◆ **Task brief**
Give the records again in full, exactly as they appear.

◆ **Material to process**
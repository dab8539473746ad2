use crate::{
    Config, WeatherRequest, WeatherSnapshot, error::Result,
    provider::pirateweather::PirateWeatherProvider,
};
use async_trait::async_trait;
use std::fmt::Debug;

pub mod pirateweather;

#[async_trait]
pub trait WeatherProvider: Send + Sync + Debug {
    /// Current conditions plus today's summary for one location.
    async fn get_weather(&self, request: &WeatherRequest) -> Result<WeatherSnapshot>;
}

/// Construct the provider for a resolved config.
pub fn provider_from_config(config: &Config) -> Result<Box<dyn WeatherProvider>> {
    let provider = PirateWeatherProvider::new(config.api_key.clone())?;
    Ok(Box::new(provider))
}

#[cfg(test)]
mod tests {
    use super::*;
    use crate::{Location, Units};

    #[test]
    fn provider_from_config_builds_pirate_weather() {
        let cfg = Config {
            location: Location { latitude: 1.0, longitude: 2.0 },
            units: Units::Si,
            api_key: "KEY".into(),
        };

        let provider = provider_from_config(&cfg).expect("provider should build");
        let dbg = format!("{provider:?}");

        assert!(dbg.contains("PirateWeatherProvider"));
        assert!(!dbg.contains("KEY"));
    }
}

◆ **Finished task**
repository dab8539473746ad2
use crate::{
    Config, WeatherRequest, WeatherSnapshot, error::Result,
    provider::pirateweather::PirateWeatherProvider,
};
use async_trait::async_trait;
use std::fmt::Debug;

pub mod pirateweather;

#[async_trait]
pub trait WeatherProvider: Send + Sync + Debug {
    /// Current conditions plus today's summary for one location.
    async fn get_weather(&self, request: &WeatherRequest) -> Result<WeatherSnapshot>;
}

/// Construct the provider for a resolved config.
pub fn provider_from_config(config: &Config) -> Result<Box<dyn WeatherProvider>> {
    let provider = PirateWeatherProvider::new(config.api_key.clone())?;
    Ok(Box::new(provider))
}

#[cfg(test)]
mod tests {
    use super::*;
    use crate::{Location, Units};

    #[test]
    fn provider_from_config_builds_pirate_weather() {
        let cfg = Config {
            location: Location { latitude: 1.0, longitude: 2.0 },
            units: Units::Si,
            api_key: "KEY".into(),
        };

        let provider = provider_from_config(&cfg).expect("provider should build");
        let dbg = format!("{provider:?}");

        assert!(dbg.contains("PirateWeatherProvider"));
        assert!(!dbg.contains("KEY"));
    }
}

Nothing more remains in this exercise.